CAF are defined as an abnormal connection between one or more coronary arteries and a cardiac chamber [2]. Whereas the RCA is described to be the most frequent origin of CAF, in our cohort 50% of CAF originated from the LCA and all CAF drained into the right heart chambers. Half of our patients developed clinical symptoms leading to the diagnosis of CAF, whereas in the other half CAF was diagnosed by echocardiography performed to evaluate a heart murmur. These findings underline the important role of echocardiography in the diagnosis of CAF. Elective transcatheter occlusion of large CAF has been recommended to avoid complications, such as congestive heart failure, growth impairment, rupture of a fistula aneurysm, or endocarditis [8,9,10]. Our techniques for CAF occlusion varied basing on fistula anatomy and size and included retrograde arterial and antegrade venous approaches or the arteriovenous wire loop technique.

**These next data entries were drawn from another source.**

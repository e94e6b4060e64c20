use bytes::{BufMut, Bytes};
use replication::{
    put_update, try_create_node, AppInfo, ClientWriteError, Gpid, InProcessNetwork, LocalMetaServer, MutationLog,
    NodeAddress, NodeTransport, PartitionStatus, ReplicaInitInfo, ReplicaNode, ReplicaNodeConfig, ReplicaStateSnapshot,
    ReplicationOptions, SplitStatus, INIT_INFO_FILE_NAME, LEGACY_INIT_INFO_FILE_NAME, SIMPLE_KV_APP_TYPE,
    WRITE_THROTTLING_ENV_KEY,
};
use slog::Drain;
use std::collections::BTreeMap;
use std::error::Error;
use std::path::Path;
use std::sync::Arc;
use tokio::time::{Duration, Instant};

const APP_ID: i32 = 1;
const WAIT_TIMEOUT: Duration = Duration::from_secs(10);

#[tokio::test]
async fn secondary_catches_up_after_restart() -> Result<(), Box<dyn Error>> {
    let data = tempfile::tempdir()?;
    let network = InProcessNetwork::new();
    let meta = LocalMetaServer::new(create_root_logger_for_stdout("meta"), network.clone());
    let gpid = Gpid::new(APP_ID, 0);
    let n1 = node(&network, &meta, "n1", &data.path().join("n1")).await?;
    let mut n2 = node(&network, &meta, "n2", &data.path().join("n2")).await?;

    meta.create_app(kv_app(1, 2), n1.address().clone()).await?;
    wait_for(&n1, gpid, "n1 to be primary", |s| s.status == PartitionStatus::Primary).await;
    for i in 0..5 {
        n1.client_write(gpid, vec![put_update(&format!("before-{}", i), "1")]).await?;
    }

    meta.add_secondary(gpid, n2.address().clone()).await?;
    wait_for(&n2, gpid, "n2 to become secondary", |s| s.status == PartitionStatus::Secondary).await;
    wait_for(&n1, gpid, "n1 to see n2 as secondary", |s| s.secondaries.len() == 1).await;
    let value = n2.local_read(gpid, Bytes::from("before-4")).await?;
    assert_eq!(value.value, Some(Bytes::from("1")));

    // With n2 gone, the primary drops it from the group and keeps committing alone.
    n2.shutdown().await;
    for i in 0..5 {
        let output = n1.client_write(gpid, vec![put_update(&format!("during-{}", i), "2")]).await?;
        assert!(output.ballot > 2);
    }
    let config = meta.partition_config(gpid).expect("partition exists");
    assert!(config.secondaries.is_empty());
    assert!(config.last_drops.contains(&NodeAddress::new("n2")));

    // Same directory, so n2 reopens its replica and only learns what it missed.
    n2 = node(&network, &meta, "n2", &data.path().join("n2")).await?;
    assert_eq!(n2.replicas(), vec![gpid]);
    let reopened = n2.query_replica_state(gpid).await.expect("replica reopened");
    assert_eq!(reopened.status, PartitionStatus::Inactive);
    assert!(reopened.ballot >= 2);

    meta.add_secondary(gpid, n2.address().clone()).await?;
    wait_for(&n2, gpid, "n2 to rejoin as secondary", |s| s.status == PartitionStatus::Secondary).await;
    for i in 0..5 {
        let value = n2.local_read(gpid, Bytes::from(format!("during-{}", i))).await?;
        assert_eq!(value.value, Some(Bytes::from("2")));
    }

    // And it takes part in 2PC again.
    let output = n1.client_write(gpid, vec![put_update("after", "3")]).await?;
    wait_for(&n2, gpid, "n2 to commit the last write", |s| {
        s.last_committed_decree >= output.decree - 1
    })
    .await;

    n1.shutdown().await;
    n2.shutdown().await;
    Ok(())
}

#[tokio::test]
async fn partition_split_waits_for_registration() -> Result<(), Box<dyn Error>> {
    let data = tempfile::tempdir()?;
    let network = InProcessNetwork::new();
    let meta = LocalMetaServer::new(create_root_logger_for_stdout("meta"), network.clone());
    let parent = Gpid::new(APP_ID, 0);
    let child = Gpid::new(APP_ID, 1);
    let n1 = node(&network, &meta, "n1", &data.path().join("n1")).await?;

    meta.create_app(kv_app(1, 1), n1.address().clone()).await?;
    wait_for(&n1, parent, "n1 to be primary", |s| s.status == PartitionStatus::Primary).await;
    for i in 0..10 {
        n1.client_write(parent, vec![put_update(&format!("key-{}", i), "v")]).await?;
    }

    meta.set_hold_child_registration(true);
    meta.start_partition_split(APP_ID).await?;
    wait_for(&n1, parent, "parent to start splitting", |s| s.split_status == SplitStatus::Splitting).await;

    // Writes keep flowing until the child caught up, then the parent blocks them until the
    // meta server took the child.
    let deadline = Instant::now() + WAIT_TIMEOUT;
    let mut accepted = 0;
    loop {
        assert!(Instant::now() < deadline, "Timeout waiting for writes to be blocked");
        match n1.client_write(parent, vec![put_update(&format!("late-{}", accepted), "v")]).await {
            Ok(_) => accepted += 1,
            Err(ClientWriteError::Splitting) => break,
            Err(e) => panic!("Unexpected write error during split: {:?}", e),
        }
    }
    let state = n1.query_replica_state(parent).await.expect("parent exists");
    assert_eq!(state.partition_count, 1);
    assert_eq!(meta.app_info(APP_ID).map(|app| app.partition_count), Some(1));

    meta.set_hold_child_registration(false);
    wait_for(&n1, parent, "split to finish", |s| {
        s.split_status == SplitStatus::NotSplit && s.partition_count == 2
    })
    .await;
    wait_for(&n1, child, "child to be primary", |s| s.status == PartitionStatus::Primary).await;
    assert_eq!(n1.replicas(), vec![parent, child]);
    assert_eq!(meta.app_info(APP_ID).map(|app| app.partition_count), Some(2));

    for key in (0..10).map(|i| format!("key-{}", i)).chain((0..accepted).map(|i| format!("late-{}", i))) {
        let value = n1.local_read(child, Bytes::from(key.clone())).await?;
        assert_eq!(value.value, Some(Bytes::from("v")), "child misses {}", key);
    }

    n1.client_write(parent, vec![put_update("parent-only", "p")]).await?;
    n1.client_write(child, vec![put_update("child-only", "c")]).await?;
    let on_child = n1.local_read(child, Bytes::from("parent-only")).await?;
    assert_eq!(on_child.value, None);

    n1.shutdown().await;
    Ok(())
}

#[tokio::test]
async fn backup_restores_on_another_node() -> Result<(), Box<dyn Error>> {
    let data = tempfile::tempdir()?;
    let backup_dir = data.path().join("backup");
    let network = InProcessNetwork::new();
    let meta = LocalMetaServer::new(create_root_logger_for_stdout("meta"), network.clone());
    let gpid = Gpid::new(APP_ID, 0);
    let n1 = node(&network, &meta, "n1", &data.path().join("n1")).await?;
    let n2 = node(&network, &meta, "n2", &data.path().join("n2")).await?;

    let app = kv_app(1, 1);
    meta.create_app(app.clone(), n1.address().clone()).await?;
    wait_for(&n1, gpid, "n1 to be primary", |s| s.status == PartitionStatus::Primary).await;
    for i in 0..6 {
        n1.client_write(gpid, vec![put_update(&format!("key-{}", i), &i.to_string())]).await?;
    }

    let metadata = n1.backup_checkpoint(gpid, &backup_dir).await?;
    assert_eq!(metadata.checkpoint_decree, 6);

    let restored = n2.restore_replica(app, gpid, &backup_dir)?;
    assert_eq!(restored, 6);
    let state = n2.query_replica_state(gpid).await.expect("restored replica exists");
    assert_eq!(state.app_last_committed_decree, 6);
    for i in 0..6 {
        let value = n2.local_read(gpid, Bytes::from(format!("key-{}", i))).await?;
        assert_eq!(value.value, Some(Bytes::from(i.to_string())));
    }

    n1.shutdown().await;
    n2.shutdown().await;
    Ok(())
}

#[tokio::test]
async fn legacy_init_info_is_upgraded_on_open() -> Result<(), Box<dyn Error>> {
    let data = tempfile::tempdir()?;
    let root_dir = data.path().join("n1");
    let replica_dir = root_dir.join(format!("{}.0.{}", APP_ID, SIMPLE_KV_APP_TYPE));
    let network = InProcessNetwork::new();
    let meta = LocalMetaServer::new(create_root_logger_for_stdout("meta"), network.clone());
    let gpid = Gpid::new(APP_ID, 0);

    let n1 = node(&network, &meta, "n1", &root_dir).await?;
    meta.create_app(kv_app(1, 1), n1.address().clone()).await?;
    wait_for(&n1, gpid, "n1 to be primary", |s| s.status == PartitionStatus::Primary).await;
    for i in 0..3 {
        n1.client_write(gpid, vec![put_update(&format!("key-{}", i), "v")]).await?;
    }
    n1.shutdown().await;

    // Rewrite the init info the way older versions stored it.
    let logger = slog::Logger::root(slog::Discard, slog::o!());
    let info = ReplicaInitInfo::load(&logger, &replica_dir)?;
    std::fs::write(replica_dir.join(LEGACY_INIT_INFO_FILE_NAME), legacy_init_info(&info))?;
    std::fs::remove_file(replica_dir.join(INIT_INFO_FILE_NAME))?;

    let n1 = node(&network, &meta, "n1", &root_dir).await?;
    let state = n1.query_replica_state(gpid).await.expect("replica reopened");
    assert_eq!(state.ballot, info.init_ballot);
    assert!(!replica_dir.join(LEGACY_INIT_INFO_FILE_NAME).exists());
    assert!(replica_dir.join(INIT_INFO_FILE_NAME).exists());
    assert_eq!(ReplicaInitInfo::load(&logger, &replica_dir)?.init_ballot, info.init_ballot);
    for i in 0..2 {
        let value = n1.local_read(gpid, Bytes::from(format!("key-{}", i))).await?;
        assert_eq!(value.value, Some(Bytes::from("v")));
    }

    n1.shutdown().await;
    Ok(())
}

#[tokio::test]
async fn write_throttling_follows_app_envs() -> Result<(), Box<dyn Error>> {
    let data = tempfile::tempdir()?;
    let network = InProcessNetwork::new();
    let meta = LocalMetaServer::new(create_root_logger_for_stdout("meta"), network.clone());
    let gpid = Gpid::new(APP_ID, 0);
    let n1 = node(&network, &meta, "n1", &data.path().join("n1")).await?;

    meta.create_app(kv_app(1, 1), n1.address().clone()).await?;
    wait_for(&n1, gpid, "n1 to be primary", |s| s.status == PartitionStatus::Primary).await;

    // Two writes per second per partition, rejected after 10ms.
    let mut envs = BTreeMap::new();
    envs.insert(WRITE_THROTTLING_ENV_KEY.to_string(), "1*reject*10".to_string());
    n1.apply_envs(APP_ID, envs).await;
    let state = n1.query_replica_state(gpid).await.expect("replica exists");
    assert!(state.write_throttling_enabled);

    let mut busy = 0;
    for i in 0..5 {
        match n1.client_write(gpid, vec![put_update(&format!("key-{}", i), "v")]).await {
            Ok(_) => {}
            Err(ClientWriteError::Busy) => busy += 1,
            Err(e) => panic!("Unexpected write error: {:?}", e),
        }
    }
    assert!(busy >= 2, "only {} of 5 writes were rejected", busy);

    n1.apply_envs(APP_ID, BTreeMap::new()).await;
    let state = n1.query_replica_state(gpid).await.expect("replica exists");
    assert!(!state.write_throttling_enabled);
    for i in 0..5 {
        n1.client_write(gpid, vec![put_update(&format!("free-{}", i), "v")]).await?;
    }

    n1.shutdown().await;
    Ok(())
}

#[tokio::test]
async fn shutdown_flushes_shared_log() -> Result<(), Box<dyn Error>> {
    let data = tempfile::tempdir()?;
    let network = InProcessNetwork::new();
    let meta = LocalMetaServer::new(create_root_logger_for_stdout("meta"), network.clone());
    let gpid = Gpid::new(APP_ID, 0);
    let root_dir = data.path().join("n1");
    let n1 = node(&network, &meta, "n1", &root_dir).await?;

    meta.create_app(kv_app(1, 1), n1.address().clone()).await?;
    wait_for(&n1, gpid, "n1 to be primary", |s| s.status == PartitionStatus::Primary).await;
    let updates: Vec<_> = (0..3).map(|i| put_update(&format!("key-{}", i), "v")).collect();
    for update in updates.iter() {
        n1.client_write(gpid, vec![update.clone()]).await?;
    }
    n1.shutdown().await;

    let log = MutationLog::open(create_root_logger_for_stdout("slog"), &root_dir.join("slog"), 64 << 20)?;
    let mut logged = Vec::new();
    log.replay(|mutation| {
        if mutation.pid() == gpid {
            logged.extend(mutation.updates);
        }
    })?;
    for update in updates.iter() {
        assert!(logged.contains(update), "{:?} missing from the shared log", update);
    }
    Ok(())
}

async fn node(
    network: &Arc<InProcessNetwork>,
    meta: &Arc<LocalMetaServer>,
    name: &str,
    root_dir: &Path,
) -> Result<ReplicaNode, Box<dyn Error>> {
    let node = try_create_node(ReplicaNodeConfig {
        address: NodeAddress::new(name),
        root_dir: root_dir.to_path_buf(),
        info_logger: create_root_logger_for_stdout(name),
        options: options(),
        transport: NodeTransport::InProcess(network.clone()),
        meta: meta.clone(),
        engines: None,
    })
    .await?;

    Ok(node)
}

fn options() -> ReplicationOptions {
    ReplicationOptions {
        group_check_interval: Some(Duration::from_millis(100)),
        prepare_timeout: Some(Duration::from_millis(500)),
        register_child_retry_interval: Some(Duration::from_millis(100)),
        ..ReplicationOptions::default()
    }
}

fn kv_app(partition_count: i32, max_replica_count: u32) -> AppInfo {
    AppInfo::new(APP_ID, "test", SIMPLE_KV_APP_TYPE, partition_count, max_replica_count)
}

fn legacy_init_info(info: &ReplicaInitInfo) -> Vec<u8> {
    let encode = |crc: u32| {
        let mut buf = Vec::with_capacity(40);
        buf.put_u32_le(0xdead_beef);
        buf.put_u32_le(crc);
        buf.put_i64_le(info.init_ballot);
        buf.put_i64_le(info.init_durable_decree);
        buf.put_i64_le(info.init_offset_in_shared_log);
        buf.put_i64_le(info.init_offset_in_private_log);
        buf
    };

    encode(crc32fast::hash(&encode(0)))
}

async fn wait_for<F>(node: &ReplicaNode, gpid: Gpid, what: &str, condition: F)
where
    F: Fn(&ReplicaStateSnapshot) -> bool,
{
    let deadline = Instant::now() + WAIT_TIMEOUT;
    loop {
        if let Some(state) = node.query_replica_state(gpid).await {
            if condition(&state) {
                return;
            }
        }
        if Instant::now() >= deadline {
            panic!(
                "Timeout waiting for {}, last state: {:?}",
                what,
                node.query_replica_state(gpid).await
            );
        }
        tokio::time::sleep(Duration::from_millis(20)).await;
    }
}

fn create_root_logger_for_stdout(node: &str) -> slog::Logger {
    let decorator = slog_term::TermDecorator::new().build();
    let drain = slog_term::FullFormat::new(decorator).use_file_location().build().fuse();
    let drain = slog_async::Async::new(drain).build().fuse();

    slog::Logger::root(drain, slog::o!("Test" => node.to_string()))
}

For CAF occlusion, coil embolization or device placement was utilized, and some patients required a combination of both. Our results have shown that closure of CAF can be performed with calculable risk, no peri-procedural complications, no mortality and excellent results. Due to the feasibility, safety, and efficiency of transcatheter closure of CAF we prefer an interventional over a surgical approach, which has been reported to be the “gold standard” by other institutions [17].

Conclusion

Transcatheter closure of CAF in children can be performed safely and with excellent procedural success and long-term outcome. In patients with CAS interventional revascularization is feasible and leads to excellent post-procedural results. However, early- and mid-term survival rates are lower due to the urgency and severity of the underlying disease, its complications, and limited causal treatment options.

Limitations

There are several limitations to this study. This is a retrospective, single-center study with a small patient cohort. Further studies, preferably with a larger patient cohort and in a multi-center setting, are needed to evaluate interventional treatment options and procedural success in pediatric patients with coronary artery lesions. Angiographic imaging was not available for every patient of our cohort, therefore procedural outcomes were assessed by analyzing medical reports. The absence of angiographic imaging impeded a more precise definition of procedural success after CAS treatment in our manuscript. Additionally, due to the unique anatomy and rarity of coronary artery lesions in pediatric patients no universal recommendations exist concerning interventional techniques and procedural strategies leading to an individual institutional approach, which complicates the establishment of guidelines.